Composé en 2002-2003 pour l’Orchestre Philharmonique de Berlin, dédié à la soprano américaine Dawn Upshaw et au chef britannique Simon Rattle, sur inspiré quatre extraits de lettres empruntés aux correspondances de Charles Baudelaire, Rainer Maria Rilke, Vincent Van Gogh et Alexandre Soljenitsyne ayant la foi pour thème commun, qui inspirent à Dutilleux une sérénité transcendante grâce à une orchestration d’une grande luminosité, Correspondances tient avec Salonen et Barbara Hannigan, que l’on a entendu à Paris dans cette même œuvre dès 2004 avec l’Orchestre National de France dirigé par Kurt Masur, des interprètes idéaux, tant ils exaltent tout deux la partition et sa profonde humanité. La présence de Dutilleux durant les enregistrements a conduit les interprètes à se surpasser, ce que confirme Anssi Karttunen. Le violoncelliste finlandais a rencontré Dutilleux à 18 ans, en 1979, après avoir découvert son concerto pour violoncelle Tout un monde lointain dans l’enregistrement réalisé peu après la création le 25 juillet 1970 au Festival d’Aix-en-Provence par Mstislav Rostropovitch, son commanditaire, et l’Orchestre de Paris dirigé par Serge Baudo. « Ce fut un électrochoc, se souvient-il. La première fois que je l’ai vu, Dutilleux m’a parlé comme si j’étais son égal, alors que je n’avais rien prouvé encore. Depuis, je joue souvent son concerto que j’espérais enregistrer depuis de longues années. » Le titre de ce concerto pour violoncelle et orchestre composé entre 1967 et 1970 est emprunté à un vers du poème La Chevelure extrait des Fleurs du Mal de Baudelaire, « Tout un monde lointain, absent, presque défunt ». Chacun des cinq mouvements porte en exergue quelques vers d’autant de poèmes de ce même recueil (le troisième, Houles, puisant également dans La Chevelure), que la partition n’illustre pas directement. Karttunen, Salonen et le Philharmonique de Radio France en exaltent l’onirisme et les alliages de couleurs nocturnes, les élans énigmatiques et merveilleusement suggestifs. 

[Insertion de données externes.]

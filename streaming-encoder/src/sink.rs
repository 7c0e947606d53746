//! Loopback HTTP sink the transcoder subprocesses PUT into (§4.6).
//!
//! Accepts `/hls/{channel}/{stream}/{resolution}/{file}` and
//! `/img-preview/{channel}/{stream}/{resolution}/{file}`; routes by the
//! file extension to the matching `EncodingTask`'s handler, writing the
//! body to storage first for `.ts`/`.jpg` bodies (the `.m3u8` rewrite
//! itself is not persisted verbatim — the task re-encodes its own live/VOD
//! view and persists that instead).

use std::sync::Arc;

use axum::extract::{Path, State};
use axum::http::StatusCode;
use axum::routing::put;
use axum::Router;
use bytes::Bytes;

use crate::task::{fragment_path, preview_path, TaskRegistry};

pub fn router(registry: Arc<TaskRegistry>) -> Router {
    Router::new()
        .route("/hls/{channel}/{stream}/{resolution}/{file}", put(hls_put))
        .route("/img-preview/{channel}/{stream}/{resolution}/{file}", put(preview_put))
        .with_state(registry)
}

fn parse_index(file: &str, suffix: &str) -> Option<u64> {
    file.strip_suffix(suffix)?.parse().ok()
}

async fn hls_put(
    Path((channel, stream, resolution, file)): Path<(String, String, String, String)>,
    State(registry): State<Arc<TaskRegistry>>,
    body: Bytes,
) -> StatusCode {
    let Some(task) = registry.lookup(&channel, &stream) else {
        return StatusCode::NOT_FOUND;
    };

    if file.ends_with(".m3u8") {
        let Ok(text) = String::from_utf8(body.to_vec()) else {
            return StatusCode::BAD_REQUEST;
        };
        task.on_playlist_put(&resolution, &text).await;
        return StatusCode::OK;
    }

    if let Some(index) = parse_index(&file, ".ts") {
        let path = fragment_path(&channel, &stream, &resolution, index);
        if let Err(e) = task.storage().write(&path, body.clone()).await {
            tracing::warn!(path, error = %e, "failed to write HLS segment");
            return StatusCode::INTERNAL_SERVER_ERROR;
        }
        task.cdn_push(&resolution, body);
        task.on_segment_ready(&resolution, index).await;
        return StatusCode::OK;
    }

    StatusCode::BAD_REQUEST
}

async fn preview_put(
    Path((channel, stream, resolution, file)): Path<(String, String, String, String)>,
    State(registry): State<Arc<TaskRegistry>>,
    body: Bytes,
) -> StatusCode {
    let Some(task) = registry.lookup(&channel, &stream) else {
        return StatusCode::NOT_FOUND;
    };

    let Some(index) = parse_index(&file, ".jpg") else {
        return StatusCode::BAD_REQUEST;
    };

    let path = preview_path(&channel, &stream, &resolution, index);
    if let Err(e) = task.storage().write(&path, body).await {
        tracing::warn!(path, error = %e, "failed to write preview image");
        return StatusCode::INTERNAL_SERVER_ERROR;
    }
    task.on_preview_ready(index).await;
    StatusCode::OK
}

#[cfg(test)]
mod tests {
    use super::*;

    #[test]
    fn parses_numeric_index_from_segment_filename() {
        assert_eq!(parse_index("42.ts", ".ts"), Some(42));
        assert_eq!(parse_index("live.m3u8", ".ts"), None);
        assert_eq!(parse_index("not-a-number.ts", ".ts"), None);
    }
}
//! Constant-time `Authorization` header checking, shared by every HTTP
//! surface that authenticates with a fixed, pre-shared credential: the
//! coordinator's commands API, the event-callback client, the
//! key-verification client, and the HLS HTTP storage backend.

use subtle::ConstantTimeEq;

/// The configured expectation for an inbound or outbound `Authorization`
/// header. `None` means the surface requires no authentication at all.
#[derive(Debug, Clone)]
pub enum AuthScheme {
    Basic { username: String, password: String },
    Bearer { token: String },
    Custom { expected_value: String },
}

/// Checks `header_value` (the full `Authorization` header, e.g.
/// `"Basic dXNlcjpwYXNz"`) against `scheme`. The scheme prefix is compared
/// normally (it is public); only the credential itself is compared in
/// constant time.
pub fn check_authorization(header_value: &str, scheme: &AuthScheme) -> bool {
    match scheme {
        AuthScheme::Basic { username, password } => {
            let Some(encoded) = header_value.strip_prefix("Basic ") else {
                return false;
            };
            let Ok(decoded) = base64_decode(encoded) else {
                return false;
            };
            let expected = format!("{username}:{password}");
            decoded.as_bytes().ct_eq(expected.as_bytes()).into()
        }
        AuthScheme::Bearer { token } => {
            let Some(presented) = header_value.strip_prefix("Bearer ") else {
                return false;
            };
            presented.as_bytes().ct_eq(token.as_bytes()).into()
        }
        AuthScheme::Custom { expected_value } => header_value.as_bytes().ct_eq(expected_value.as_bytes()).into(),
    }
}

fn base64_decode(s: &str) -> Result<String, ()> {
    use base64::Engine;
    let bytes = base64::engine::general_purpose::STANDARD.decode(s).map_err(|_| ())?;
    String::from_utf8(bytes).map_err(|_| ())
}

#[cfg(test)]
mod tests {
    use super::*;

    #[test]
    fn basic_auth_accepts_matching_credentials() {
        let scheme = AuthScheme::Basic { username: "admin".to_string(), password: "secret".to_string() };
        let header = format!("Basic {}", {
            use base64::Engine;
            base64::engine::general_purpose::STANDARD.encode("admin:secret")
        });
        assert!(check_authorization(&header, &scheme));
    }

    #[test]
    fn basic_auth_rejects_wrong_password() {
        let scheme = AuthScheme::Basic { username: "admin".to_string(), password: "secret".to_string() };
        let header = format!("Basic {}", {
            use base64::Engine;
            base64::engine::general_purpose::STANDARD.encode("admin:wrong")
        });
        assert!(!check_authorization(&header, &scheme));
    }

    #[test]
    fn bearer_auth_accepts_matching_token() {
        let scheme = AuthScheme::Bearer { token: "tok123".to_string() };
        assert!(check_authorization("Bearer tok123", &scheme));
    }

    #[test]
    fn bearer_auth_rejects_missing_prefix() {
        let scheme = AuthScheme::Bearer { token: "tok123".to_string() };
        assert!(!check_authorization("tok123", &scheme));
    }

    #[test]
    fn custom_auth_compares_full_header_value() {
        let scheme = AuthScheme::Custom { expected_value: "X-Shared-Secret abc".to_string() };
        assert!(check_authorization("X-Shared-Secret abc", &scheme));
        assert!(!check_authorization("X-Shared-Secret xyz", &scheme));
    }
}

Troisième pièce du disque, le bouleversant The Shadows of Time écrit en 1997 en réponse à une commande de l’Orchestre Symphonique de Boston et de Seiji Ozawa dans laquelle Dutilleux célèbre la mémoire d’Anne Frank. « Dans les cinq épisodes enchaînés qui composent The Shadows of Time, précisait Dutilleux peu après la création en 1998, je suis resté fidèle au principe d’unité - temps et espace – qui, le plus souvent, domine mes œuvres, en me référant tantôt à des images intemporelles, tantôt à des événements lointains dont l’intensité, malgré l’empreinte du temps, n’a cessé de me hanter. “Les Heures“, “Ariel maléfique", “Mémoire des ombres“, “Vagues de lumière“, “Dominante bleue“, tels sont les sous-titres de cette partition qui, dans sa partie médiane, comprend également un Interlude succédant au troisième épisode où apparaissent d’une manière fugitive trois voix d’enfants. C’est l’épisode intitulé “ Mémoire des ombres“ ponctué par ces simples mots : “Pourquoi nous ? Pourquoi l’étoile ?“, allusion à la tragédie vécue par Anne Frank et page dédiée “à tous les enfants du monde, innocents“. »

Un disque passionnant, à se procurer toute affaire cessante.